Rétropédalage similaire pour Jack Daniel’s suite à des menaces de boycott en 2024. Le célèbre whisky a renoncé à ses initiatives en matière de diversité, d’équité et d’inclusion, et a carrément supprimé la page consacrée sur son site internet. La porte-parole de la marque, Elizabeth Conway, justifiait le tout en un constat laconique : « Le monde a évolué ».
Entre la morale et les ventes, les marques ont choisi
Pour Léa Riposa, consultante en marketing et communication, le rôle d’une marque est effectivement « d’anticiper les tendances et de sentir l’air du temps. L’inclusion était une manière comme une autre de se distinguer sur un champ concurrentiel, mais c’est devenu un pari risqué, surtout dans l’Amérique de Donald Trump ». L’experte le rappelle, « la publicité n’a pas de base morale, elle est là pour vendre ». Changer son fusil d’épaule pour échapper à une baisse du chiffre d’affaires ne serait donc qu’un froid calcul pragmatique. Et flatter un instinct raciste de la population, comme le fait American Eagle ? « Le jeu de mots est plus que douteux, mais on ne peut nier que la campagne marketing est réussie : la visibilité de la marque a explosé et ses ventes sont en augmentation », reconnaît Léa Riposa.
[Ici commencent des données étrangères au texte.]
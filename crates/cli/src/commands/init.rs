//! `offerdesk init`: First-time setup.

use offerdesk_config::AppConfig;

pub async fn run(force: bool) -> Result<(), Box<dyn std::error::Error>> {
    let config_dir = AppConfig::config_dir();
    let config_path = config_dir.join("config.toml");

    println!("OfferDesk — First-Time Setup");
    println!("============================\n");

    if !config_dir.exists() {
        std::fs::create_dir_all(&config_dir)?;
        println!("  Created config directory: {}", config_dir.display());
    } else {
        println!("  Config directory exists: {}", config_dir.display());
    }

    if config_path.exists() && !force {
        println!("\n  Config already exists at: {}", config_path.display());
        println!("  Edit it manually or re-run with --force.\n");
        return Ok(());
    }

    std::fs::write(&config_path, AppConfig::default_toml())?;
    println!("  Created config.toml at: {}", config_path.display());
    println!("\n  Next steps:");
    println!("   1. Set GEMINI_API_KEY or add api_key under [model]");
    println!("   2. Run: offerdesk doctor");
    println!("   3. Run: offerdesk chat\n");

    Ok(())
}
//! Byte-aligned binary serialization of value trees, as a visitor pair.
//!
//! [`BinaryWriter`] (read visitor) appends a value to a byte vector; [`BinaryReader`] (write
//! visitor) rebuilds it from bytes. Everything is little-endian:
//!
//! | Field | Layout |
//! |-------|--------|
//! | integers, float, double | natural width |
//! | half | IEEE binary16 |
//! | bool | u8 0/1 |
//! | char | u32 scalar value |
//! | string | u32 byte length, UTF-8 |
//! | datetime | i64 seconds since 1970-01-01T00:00:00, u32 nanoseconds |
//! | date | i32 days from 0001-01-01 (day 1) |
//! | time | u32 seconds from midnight, u32 nanoseconds |
//! | timespan | i64 whole seconds, i32 sub-second nanoseconds (same sign) |
//! | nullable | u8 presence, then the value if present |
//! | array | elements |
//! | list | u32 count, elements |
//! | optional struct | u8 presence, then the children if present |
//!
//! Both sides check numeric domains, string constraints and list bounds; the reader also rejects
//! truncated input and trailing bytes.

use crate::field::{ArrayType, Field, FieldType, ListType, ScalarType, StructType};
use crate::value::Value;
use crate::visit::{walk, walk_mut, Access, Composite, ValueSlot, VisitError, Visitor, VisitorBase};
use byteorder::{LittleEndian, ReadBytesExt, WriteBytesExt};
use chrono::{DateTime, Datelike, NaiveDate, NaiveTime, TimeDelta, Timelike};
use std::io::{Cursor, Read};
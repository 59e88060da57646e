//! Visitor protocol: double dispatch over the closed field-type set without reflection.
//!
//! A driver walks a [`Field`] tree together with a [`Value`] tree and calls one visitor hook per
//! node, in strict stack discipline:
//!
//! ```text
//! visit(scalar)
//! begin_struct          → children              → end_struct
//! begin_array(N)        → N elements            → end_array
//! begin_list(count)     → count elements        → end_list
//! begin_optional_struct → children if present   → end_optional_struct
//! ```
//!
//! ## Read and write visitors
//!
//! Each visitor declares its [`Access`]. Read visitors (serializers, printers) only
//! [`get`](ValueSlot::get) values; write visitors (deserializers, randomizers) ignore the incoming
//! value and [`set`](ValueSlot::set) a new one. [`walk`] takes a shared value and refuses write
//! visitors; [`walk_mut`] reshapes the value to whatever a write visitor supplies (list counts,
//! optional presence).
//!
//! ## Fallback and balance
//!
//! [`VisitorBase`] is the shared part of every built-in visitor. It carries the per-instance
//! [`FallbackPolicy`] for variants a visitor declines, and the stack of open composites so an
//! unbalanced `end_*` fails immediately instead of producing corrupted output.
//!
//! | Driver entry point | Access | Value |
//! |--------------------|--------|-------|
//! | [`walk`] | read only | `&Value` |
//! | [`walk_mut`] | read or write | `&mut Value` |
//! | [`Visitable::accept`] on [`Record`] | read or write | owned by the record |

use crate::bits::BitError;
use crate::field::{ArrayType, Field, FieldType, ListType, ScalarType, StructType};
use crate::value::Value;
use std::fmt;
use tracing::{debug, trace};

#[derive(Debug, thiserror::Error)]
pub enum VisitError {
    #[error("field {field}: no handler for {kind}")]
    Unhandled { field: String, kind: String },
    #[error("field {field}: unbalanced end, expected {expected}, found {found}")]
    Unbalanced { field: String, expected: String, found: String },
    #[error("traversal finished with {depth} composite(s) still open")]
    Unclosed { depth: usize },
    #[error("field {field}: value is read-only in this traversal")]
    ReadOnly { field: String },
    #[error("field {field}: expected {expected}, found {found}")]
    Shape { field: String, expected: String, found: String },
    #[error("field {field}: visitor changed list count from {expected} to {found} in a read traversal")]
    CountMismatch { field: String, expected: usize, found: usize },
    #[error("field {field}: {reason}")]
    Domain { field: String, reason: String },
    #[error("{0} trailing byte(s) after the value")]
    TrailingBytes(usize),
    #[error("invalid visitor configuration: {0}")]
    InvalidConfig(String),
    #[error("IO: {0}")]
    Io(#[from] std::io::Error),
    #[error("bits: {0}")]
    Bits(#[from] BitError),
    #[error("format: {0}")]
    Format(#[from] fmt::Error),
}

impl VisitError {
    pub(crate) fn shape(field: &Field, expected: impl fmt::Display, found: &Value) -> Self {
        VisitError::Shape {
            field: field.name().to_string(),
            expected: expected.to_string(),
            found: found.kind().to_string(),
        }
    }
}

/// Whether a visitor reads values or writes them.
#[derive(Debug, Clone, Copy, PartialEq, Eq)]
pub enum Access {
    Read,
    Write,
}

/// What a visitor does with a field type it does not handle.
#[derive(Debug, Clone, Copy, PartialEq, Eq, Default)]
pub enum FallbackPolicy {
    /// Log at debug level and continue.
    Skip,
    /// Fail with [`VisitError::Unhandled`].
    #[default]
    Fail,
}

/// Composite kinds tracked by [`VisitorBase`].
#[derive(Debug, Clone, Copy, PartialEq, Eq)]
pub enum Composite {
    Struct,
    Array,
    List,
    OptionalStruct,
}

impl fmt::Display for Composite {
    fn fmt(&self, f: &mut fmt::Formatter<'_>) -> fmt::Result {
        f.write_str(match self {
            Composite::Struct => "struct",
            Composite::Array => "array",
            Composite::List => "list",
            Composite::OptionalStruct => "optional struct",
        })
    }
}

enum SlotRef<'v> {
    Shared(&'v Value),
    Exclusive(&'v mut Value),
}

/// Accessor for the value of the scalar being visited.
pub struct ValueSlot<'v> {
    field: &'v str,
    value: SlotRef<'v>,
}

impl<'v> ValueSlot<'v> {
    fn shared(field: &'v str, value: &'v Value) -> Self {
        ValueSlot { field, value: SlotRef::Shared(value) }
    }

    fn exclusive(field: &'v str, value: &'v mut Value) -> Self {
        ValueSlot { field, value: SlotRef::Exclusive(value) }
    }

    pub fn get(&self) -> &Value {
        match &self.value {
            SlotRef::Shared(v) => v,
            SlotRef::Exclusive(v) => v,
        }
    }

    pub fn is_writable(&self) -> bool {
        matches!(self.value, SlotRef::Exclusive(_))
    }

    /// Replace the value; fails with [`VisitError::ReadOnly`] in a read traversal.
    pub fn set(&mut self, value: Value) -> Result<(), VisitError> {
        match &mut self.value {
            SlotRef::Exclusive(v) => {
                **v = value;
                Ok(())
            }
            SlotRef::Shared(_) => Err(VisitError::ReadOnly { field: self.field.to_string() }),
        }
    }
}

/// One handler per node kind of a schema walk.
///
/// `'s` is the schema lifetime: visitors may keep `&'s Field` references for reporting but never
/// own part of the tree.
pub trait Visitor<'s> {
    fn access(&self) -> Access;

    /// Scalar or nullable scalar. `ty` is the scalar type; nullability is `field.is_nullable()`.
    fn visit(&mut self, field: &'s Field, ty: &'s ScalarType, slot: &mut ValueSlot<'_>) -> Result<(), VisitError>;

    fn begin_struct(&mut self, field: &'s Field, ty: &'s StructType) -> Result<(), VisitError>;
    fn end_struct(&mut self, field: &'s Field) -> Result<(), VisitError>;

    fn begin_array(&mut self, field: &'s Field, ty: &'s ArrayType) -> Result<(), VisitError>;
    fn end_array(&mut self, field: &'s Field) -> Result<(), VisitError>;

    /// Exchange the element count: readers return `count` unchanged, writers return the count
    /// to materialize. The driver then visits exactly that many elements.
    fn begin_list(&mut self, field: &'s Field, ty: &'s ListType, count: usize) -> Result<usize, VisitError>;
    fn end_list(&mut self, field: &'s Field) -> Result<(), VisitError>;

    /// Exchange presence: readers return `present` unchanged, writers decide.
    fn begin_optional_struct(&mut self, field: &'s Field, ty: &'s StructType, present: bool) -> Result<bool, VisitError>;
    fn end_optional_struct(&mut self, field: &'s Field) -> Result<(), VisitError>;

    /// Called once after the root node.
    fn finish(&mut self) -> Result<(), VisitError> {
        Ok(())
    }
}
//! Decoder fuzz target: arbitrary bytes go through the record deserializer and the bounded
//! fixed-point decoder. Both must return a value or an error without panicking, and a decoded
//! record must serialize back to the bytes it consumed.
//! Build with: cargo fuzz run decode_fuzz (requires nightly and cargo fuzz).

#![cfg_attr(fuzzing, no_main)]

#[cfg(fuzzing)]
use libfuzzer_sys::fuzz_target;

#[cfg(fuzzing)]
const SCHEMA: &str = r#"
struct Frame {
  seq: uint16;
  gain: half? [-8..8];
  name: string(0..6);
  when: datetime?;
  span: timespan;
  points: list<Point>(0..3);
  extra: optional Point;
}
struct Point { x: int8 [-100..100]; y: float [-1..1]; }
"#;

#[cfg(fuzzing)]
fuzz_target!(|data: &[u8]| {
    let Ok(schema) = fieldpack::parse_schema(SCHEMA) else { return };
    if let Ok(value) = fieldpack::deserialize(&schema, data) {
        let bytes = fieldpack::serialize(&schema, &value).expect("decoded value must serialize");
        assert_eq!(bytes, data);
    }
    let mut cursor = 0;
    while fieldpack::bits::Bits12::decode_bounded(data, &mut cursor, 0.5, 1.0, -100.0, 100.0).is_ok() {}
    assert!(cursor <= data.len() * 8);
});

#[cfg(not(fuzzing))]
fn main() {
    eprintln!("Build with: cargo fuzz run decode_fuzz");
}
Reste tout de même, au-delà des buzz, un vrai impact sur la société. Flora Bolter, codirectrice de l’observatoire LGBT+ de la Fondation Jean-Jaurès, ne peut que constater l’ampleur des dégâts : « De nombreux investisseurs privés se sont retirés des prides. Et au-delà des investissements, dans le mois des fiertés, on voit beaucoup moins d’entreprises qui »jouaient le jeu » en mettant leur emblème aux couleurs de l’arc-en-ciel. » Résultat : une visibilité toujours moindre pour les minorités. La spécialiste n’est pas dupe : « Evidemment que ces entreprises n’étaient pas sincères dans leur marketing inclusif. Mais ce qui compte, ce sont les actions, pas les intentions ».
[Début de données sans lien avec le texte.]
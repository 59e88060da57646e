//! Bit-cursor fixed-point codec.
//!
//! Packs signed fixed-point quantities into N-bit fields (N = 3..=32) at an arbitrary bit offset
//! inside a caller-owned buffer. The caller owns both the buffer and the cursor; each call
//! touches only the bits `[cursor, cursor + N)` and advances the cursor by exactly N.
//!
//! ## Wire layout
//!
//! - Bit position `p` lives in byte `p / 8` at bit `p % 8`; bits are packed least-significant
//!   first, the same convention the rest of the crate uses for bit-level fields.
//! - Codes are N-bit two's complement. With `H = 2^(N-1)`:
//!
//! | Code | Meaning |
//! |------|---------|
//! | `-(H-2) ..= H-2` | numeric code ([`FixedPoint::MIN`] ..= [`FixedPoint::MAX`]) |
//! | `H-1` | +Infinity |
//! | `-(H-1)` | -Infinity |
//! | `-H` | NaN |
//!
//! ## Scaling
//!
//! `physical = code * fraction + offset`. On write `code = round((value - offset) / fraction)`,
//! rounding half away from zero.
//!
//! The unbounded path ([`FixedPoint::encode`], [`FixedPoint::encode_scaled`]) saturates: values
//! above the largest representable physical value become +Infinity, values below the smallest
//! become -Infinity. The bounded path ([`FixedPoint::encode_bounded`],
//! [`FixedPoint::decode_bounded`]) rejects anything outside an explicit `[min, max]` instead.
//!
//! ## Example
//!
//! ```
//! use fieldpack::bits::Bits12;
//!
//! let mut buf = [0u8; 4];
//! let mut cursor = 3;
//! Bits12::encode_scaled(&mut buf, &mut cursor, 12.5, 0.25, 0.0).unwrap();
//! assert_eq!(cursor, 15);
//!
//! let mut cursor = 3;
//! assert_eq!(Bits12::decode_scaled(&buf, &mut cursor, 0.25, 0.0).unwrap(), 12.5);
//! ```

/// Errors raised by the bit-cursor codec.
#[derive(Debug, Clone, PartialEq, thiserror::Error)]
pub enum BitError {
    #[error("cannot access {bits} bits at bit {cursor}: buffer holds {len_bits} bits")]
    OutOfBounds { cursor: usize, bits: u32, len_bits: usize },
    #[error("value {value} outside [{min}, {max}]")]
    OutOfRange { value: f64, min: f64, max: f64 },
    #[error("invalid bounds [{min}, {max}]")]
    InvalidBounds { min: f64, max: f64 },
    #[error("invalid scale: fraction {fraction}, offset {offset}")]
    InvalidScale { fraction: f64, offset: f64 },
    #[error("invalid raw bit width {0} (expected 1..=64)")]
    InvalidWidth(u32),
}

fn check_span(len_bytes: usize, cursor: usize, bits: u32) -> Result<(), BitError> {
    let len_bits = len_bytes.saturating_mul(8);
    match cursor.checked_add(bits as usize) {
        Some(end) if end <= len_bits => Ok(()),
        _ => Err(BitError::OutOfBounds { cursor, bits, len_bits }),
    }
}

/// Write the low `bits` bits of `value` at `cursor` (LSB first) and advance the cursor.
///
/// Bits outside `[cursor, cursor + bits)` are preserved. On error neither the buffer nor the
/// cursor changes.
pub fn write_bits(buffer: &mut [u8], cursor: &mut usize, bits: u32, value: u64) -> Result<(), BitError> {
    if bits == 0 || bits > 64 {
        return Err(BitError::InvalidWidth(bits));
    }
    check_span(buffer.len(), *cursor, bits)?;
    let mut pos = *cursor;
    let mut value = value;
    let mut remaining = bits;
    while remaining > 0 {
        let byte = pos / 8;
        let shift = (pos % 8) as u32;
        let take = (8 - shift).min(remaining);
        let mask = ((1u16 << take) - 1) as u8;
        buffer[byte] = (buffer[byte] & !(mask << shift)) | (((value as u8) & mask) << shift);
        value >>= take;
        pos += take as usize;
        remaining -= take;
    }
    *cursor = pos;
    Ok(())
}

/// Read `bits` bits at `cursor` (LSB first) and advance the cursor.
pub fn read_bits(buffer: &[u8], cursor: &mut usize, bits: u32) -> Result<u64, BitError> {
    if bits == 0 || bits > 64 {
        return Err(BitError::InvalidWidth(bits));
    }
    check_span(buffer.len(), *cursor, bits)?;
    let mut pos = *cursor;
    let mut out = 0u64;
    let mut filled = 0u32;
    while filled < bits {
        let byte = pos / 8;
        let shift = (pos % 8) as u32;
        let take = (8 - shift).min(bits - filled);
        let chunk = ((buffer[byte] >> shift) as u64) & ((1u64 << take) - 1);
        out |= chunk << filled;
        pos += take as usize;
        filled += take;
    }
    *cursor = pos;
    Ok(out)
}

fn check_scale(fraction: f64, offset: f64) -> Result<(), BitError> {
    if fraction.is_finite() && fraction > 0.0 && offset.is_finite() {
        Ok(())
    } else {
        Err(BitError::InvalidScale { fraction, offset })
    }
}

fn check_bounds(min: f64, max: f64) -> Result<(), BitError> {
    if min.is_nan() || max.is_nan() || min > max {
        Err(BitError::InvalidBounds { min, max })
    } else {
        Ok(())
    }
}

/// Relative slack for bound checks on quantized values, so `3 * 0.1` still counts as `0.3`.
const RANGE_TOLERANCE: f64 = 1e-9;

fn within_bounds(value: f64, min: f64, max: f64) -> bool {
    let slack = RANGE_TOLERANCE * min.abs().max(max.abs());
    value >= min - slack && value <= max + slack
}

/// Signed fixed-point codec over `BITS` bits (3..=32).
///
/// Use the [`Bits3`] .. [`Bits32`] aliases. Instantiating a width outside 3..=32 fails to
/// compile.
#[derive(Debug, Clone, Copy, Default)]
pub struct FixedPoint<const BITS: u32>;

impl<const BITS: u32> FixedPoint<BITS> {
    const WIDTH_OK: () = assert!(BITS >= 3 && BITS <= 32, "fixed-point width must be 3..=32 bits");
    const HALF: i64 = 1i64 << (BITS - 1);
    const MASK: u64 = (1u64 << BITS) - 1;

    /// Field width in bits; also the cursor advance of every call.
    pub const WIDTH: u32 = BITS;
    /// Largest numeric code.
    pub const MAX: i64 = Self::HALF - 2;
    /// Smallest numeric code (`-MAX`).
    pub const MIN: i64 = -Self::MAX;
    /// Reserved code for +Infinity.
    pub const POS_INF_CODE: i64 = Self::HALF - 1;
    /// Reserved code for -Infinity.
    pub const NEG_INF_CODE: i64 = -(Self::HALF - 1);
    /// Reserved code for NaN.
    pub const NAN_CODE: i64 = -Self::HALF;

    /// Largest finite physical value for the given scale.
    pub fn max_physical(fraction: f64, offset: f64) -> f64 {
        Self::MAX as f64 * fraction + offset
    }

    /// Smallest finite physical value for the given scale.
    pub fn min_physical(fraction: f64, offset: f64) -> f64 {
        Self::MIN as f64 * fraction + offset
    }

    /// Map a physical value to its code, saturating to the infinity sentinels.
    pub fn to_code(value: f64, fraction: f64, offset: f64) -> i64 {
        if value.is_nan() {
            return Self::NAN_CODE;
        }
        if value.is_infinite() {
            return if value > 0.0 { Self::POS_INF_CODE } else { Self::NEG_INF_CODE };
        }
        if value > Self::max_physical(fraction, offset) {
            return Self::POS_INF_CODE;
        }
        if value < Self::min_physical(fraction, offset) {
            return Self::NEG_INF_CODE;
        }
        let code = ((value - offset) / fraction).round() as i64;
        code.clamp(Self::MIN, Self::MAX)
    }

    /// Map a code back to its physical value; sentinels become NaN / ±Infinity.
    pub fn from_code(code: i64, fraction: f64, offset: f64) -> f64 {
        match code {
            c if c == Self::NAN_CODE => f64::NAN,
            c if c == Self::POS_INF_CODE => f64::INFINITY,
            c if c == Self::NEG_INF_CODE => f64::NEG_INFINITY,
            c => c as f64 * fraction + offset,
        }
    }

    /// Write a raw code (two's complement, truncated to `BITS`).
    pub fn write_code(buffer: &mut [u8], cursor: &mut usize, code: i64) -> Result<(), BitError> {
        let () = Self::WIDTH_OK;
        write_bits(buffer, cursor, BITS, (code as u64) & Self::MASK)
    }

    /// Read a raw code, sign-extended.
    pub fn read_code(buffer: &[u8], cursor: &mut usize) -> Result<i64, BitError> {
        let () = Self::WIDTH_OK;
        let raw = read_bits(buffer, cursor, BITS)?;
        if raw & (1u64 << (BITS - 1)) != 0 {
            Ok(raw as i64 - (1i64 << BITS))
        } else {
            Ok(raw as i64)
        }
    }

    /// Encode with `fraction = 1.0`, `offset = 0.0`.
    pub fn encode(buffer: &mut [u8], cursor: &mut usize, value: f64) -> Result<(), BitError> {
        Self::encode_scaled(buffer, cursor, value, 1.0, 0.0)
    }

    /// Encode `value` with saturation to the NaN / ±Infinity sentinels.
    pub fn encode_scaled(
        buffer: &mut [u8],
        cursor: &mut usize,
        value: f64,
        fraction: f64,
        offset: f64,
    ) -> Result<(), BitError> {
        check_scale(fraction, offset)?;
        Self::write_code(buffer, cursor, Self::to_code(value, fraction, offset))
    }

    /// Decode with `fraction = 1.0`, `offset = 0.0`.
    pub fn decode(buffer: &[u8], cursor: &mut usize) -> Result<f64, BitError> {
        Self::decode_scaled(buffer, cursor, 1.0, 0.0)
    }

    /// Decode a value written by [`encode_scaled`](Self::encode_scaled).
    pub fn decode_scaled(buffer: &[u8], cursor: &mut usize, fraction: f64, offset: f64) -> Result<f64, BitError> {
        check_scale(fraction, offset)?;
        let code = Self::read_code(buffer, cursor)?;
        Ok(Self::from_code(code, fraction, offset))
    }

    /// Encode `value`, rejecting anything outside `[min, max]` (NaN and ±Infinity included)
    /// with [`BitError::OutOfRange`] instead of saturating. The quantized value must also lie
    /// in `[min, max]`, so whatever is written passes [`decode_bounded`](Self::decode_bounded).
    pub fn encode_bounded(
        buffer: &mut [u8],
        cursor: &mut usize,
        value: f64,
        fraction: f64,
        offset: f64,
        min: f64,
        max: f64,
    ) -> Result<(), BitError> {
        check_scale(fraction, offset)?;
        check_bounds(min, max)?;
        if !(value >= min && value <= max) {
            return Err(BitError::OutOfRange { value, min, max });
        }
        let code = Self::to_code(value, fraction, offset);
        if Self::is_sentinel(code) || !within_bounds(Self::from_code(code, fraction, offset), min, max) {
            return Err(BitError::OutOfRange { value, min, max });
        }
        Self::write_code(buffer, cursor, code)
    }

    /// Decode a value and reject it when it lies outside `[min, max]`, up to a relative
    /// tolerance of 1e-9 for float error. Sentinels are always rejected. The cursor only
    /// advances on success.
    pub fn decode_bounded(
        buffer: &[u8],
        cursor: &mut usize,
        fraction: f64,
        offset: f64,
        min: f64,
        max: f64,
    ) -> Result<f64, BitError> {
        check_scale(fraction, offset)?;
        check_bounds(min, max)?;
        let mut probe = *cursor;
        let code = Self::read_code(buffer, &mut probe)?;
        let value = Self::from_code(code, fraction, offset);
        if Self::is_sentinel(code) || !within_bounds(value, min, max) {
            return Err(BitError::OutOfRange { value, min, max });
        }
        *cursor = probe;
        Ok(value)
    }

    fn is_sentinel(code: i64) -> bool {
        code == Self::NAN_CODE || code == Self::POS_INF_CODE || code == Self::NEG_INF_CODE
    }
}

macro_rules! fixed_point_widths {
    ($($name:ident = $bits:literal),* $(,)?) => {
        $(
            #[doc = concat!("Signed fixed-point codec over ", stringify!($bits), " bits.")]
            pub type $name = FixedPoint<$bits>;
        )*
    };
}

fixed_point_widths!(
    Bits3 = 3, Bits4 = 4, Bits5 = 5, Bits6 = 6, Bits7 = 7, Bits8 = 8, Bits9 = 9, Bits10 = 10,
    Bits11 = 11, Bits12 = 12, Bits13 = 13, Bits14 = 14, Bits15 = 15, Bits16 = 16, Bits17 = 17,
    Bits18 = 18, Bits19 = 19, Bits20 = 20, Bits21 = 21, Bits22 = 22, Bits23 = 23, Bits24 = 24,
    Bits25 = 25, Bits26 = 26, Bits27 = 27, Bits28 = 28, Bits29 = 29, Bits30 = 30, Bits31 = 31,
    Bits32 = 32,
);

#[cfg(test)]
mod tests {
    use super::*;

    #[test]
    fn code_constants() {
        assert_eq!(Bits3::MAX, 2);
        assert_eq!(Bits3::MIN, -2);
        assert_eq!(Bits3::POS_INF_CODE, 3);
        assert_eq!(Bits3::NEG_INF_CODE, -3);
        assert_eq!(Bits3::NAN_CODE, -4);
        assert_eq!(Bits8::MAX, 126);
        assert_eq!(Bits32::MAX, 2_147_483_646);
        assert_eq!(Bits32::NAN_CODE, i32::MIN as i64);
    }

    #[test]
    fn raw_bits_preserve_neighbours() {
        let mut buf = [0xFFu8; 2];
        let mut cursor = 3;
        write_bits(&mut buf, &mut cursor, 6, 0).unwrap();
        assert_eq!(cursor, 9);
        assert_eq!(buf, [0b0000_0111, 0b1111_1110]);
        let mut cursor = 0;
        assert_eq!(read_bits(&buf, &mut cursor, 16).unwrap(), 0xFE07);
    }

    #[test]
    fn raw_bits_full_width() {
        let mut buf = [0u8; 9];
        let mut cursor = 4;
        write_bits(&mut buf, &mut cursor, 64, u64::MAX - 1).unwrap();
        let mut cursor = 4;
        assert_eq!(read_bits(&buf, &mut cursor, 64).unwrap(), u64::MAX - 1);
        assert_eq!(cursor, 68);
    }

    #[test]
    fn raw_bits_reject_bad_width() {
        let mut buf = [0u8; 2];
        let mut cursor = 0;
        assert_eq!(write_bits(&mut buf, &mut cursor, 0, 1), Err(BitError::InvalidWidth(0)));
        assert_eq!(read_bits(&buf, &mut cursor, 65), Err(BitError::InvalidWidth(65)));
    }

    #[test]
    fn sentinel_bytes_8_bits() {
        let mut buf = [0u8; 4];
        let mut cursor = 0;
        Bits8::encode(&mut buf, &mut cursor, f64::NAN).unwrap();
        Bits8::encode(&mut buf, &mut cursor, f64::INFINITY).unwrap();
        Bits8::encode(&mut buf, &mut cursor, f64::NEG_INFINITY).unwrap();
        Bits8::encode(&mut buf, &mut cursor, -1.0).unwrap();
        assert_eq!(buf, [0x80, 0x7F, 0x81, 0xFF]);
    }

    #[test]
    fn infinity_maps_to_sentinel_when_scale_overflows() {
        // 126 * 1e308 overflows, so the physical maximum is itself infinite.
        assert!(Bits8::max_physical(1e308, 0.0).is_infinite());
        assert_eq!(Bits8::to_code(f64::INFINITY, 1e308, 0.0), Bits8::POS_INF_CODE);
        assert_eq!(Bits8::to_code(f64::NEG_INFINITY, 1e308, 0.0), Bits8::NEG_INF_CODE);
        let mut buf = [0u8; 1];
        Bits8::encode_scaled(&mut buf, &mut 0, f64::INFINITY, 1e308, 0.0).unwrap();
        assert_eq!(buf, [0x7F]);
    }

    #[test]
    fn rounding_is_half_away_from_zero() {
        assert_eq!(Bits8::to_code(2.5, 1.0, 0.0), 3);
        assert_eq!(Bits8::to_code(-2.5, 1.0, 0.0), -3);
        assert_eq!(Bits8::to_code(2.49, 1.0, 0.0), 2);
    }

    #[test]
    fn invalid_scale_rejected() {
        let mut buf = [0u8; 2];
        let mut cursor = 0;
        let err = Bits8::encode_scaled(&mut buf, &mut cursor, 1.0, 0.0, 0.0).unwrap_err();
        assert!(matches!(err, BitError::InvalidScale { .. }));
        let err = Bits8::decode_scaled(&buf, &mut cursor, 1.0, f64::NAN).unwrap_err();
        assert!(matches!(err, BitError::InvalidScale { .. }));
        assert_eq!(cursor, 0);
    }

    #[test]
    fn bounded_decode_accepts_rounded_bound() {
        // 0.3 is not exactly representable; the code for 0.3 must still read back.
        let mut buf = [0u8; 2];
        let mut cursor = 0;
        Bits10::encode_bounded(&mut buf, &mut cursor, 0.3, 0.1, 0.0, 0.0, 0.3).unwrap();
        let mut cursor = 0;
        let v = Bits10::decode_bounded(&buf, &mut cursor, 0.1, 0.0, 0.0, 0.3).unwrap();
        assert!((v - 0.3).abs() < 1e-9);
        assert_eq!(cursor, 10);
    }
}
Vers une généralisation des pubs ultraconservatrices ?
Le vent est donc en train de tourner. Va-t-on alors avoir droit à de plus en plus de marketing façon American Eagle ? Pour Flora Bolter, « cette publicité n’est un ballon d’essai et l’époque va hélas voir fleurir des discours beaucoup plus débridés sur le racisme et le sexisme dans certaines boîtes. » Un fatalisme que ne partage pas Maria Giuseppina Bruna : « La plupart des grandes marques américaines ne prendront pas un tel virage réactionnaire pour ne pas courir le risque de se couper de pans entiers de clientèle. Minorités ethniques, culturelles, religieuses, femmes, sympathisants progressistes… »
Sans compter une identité de marque à respecter : « Une entreprise ne va pas changer son marketing en fonction de choix électoraux », rassure la directrice de recherche. Des allers-retours incessants entre une politique pro-inclusivité et l’ultraconservatisme finiraient par perdre le consommateur. Pour l’experte, la majorité des entreprises vont donc conserver un message neutre et inclusif, sans « surjouer » hypocritement les étendards de la cause comme autrefois.
Même prédiction pour Léa Riposa, particulièrement en France : « Les marques sont plus timorées ici. Aux Etats-Unis, il y a une grande tradition de marques fortes, qui vont jusqu’au bout de leurs pensées, c’est un pays avec une très forte consommation où il faut choquer pour s’imposer. En France, une telle publicité ferait scandale ». Et ce n’est pas plus mal.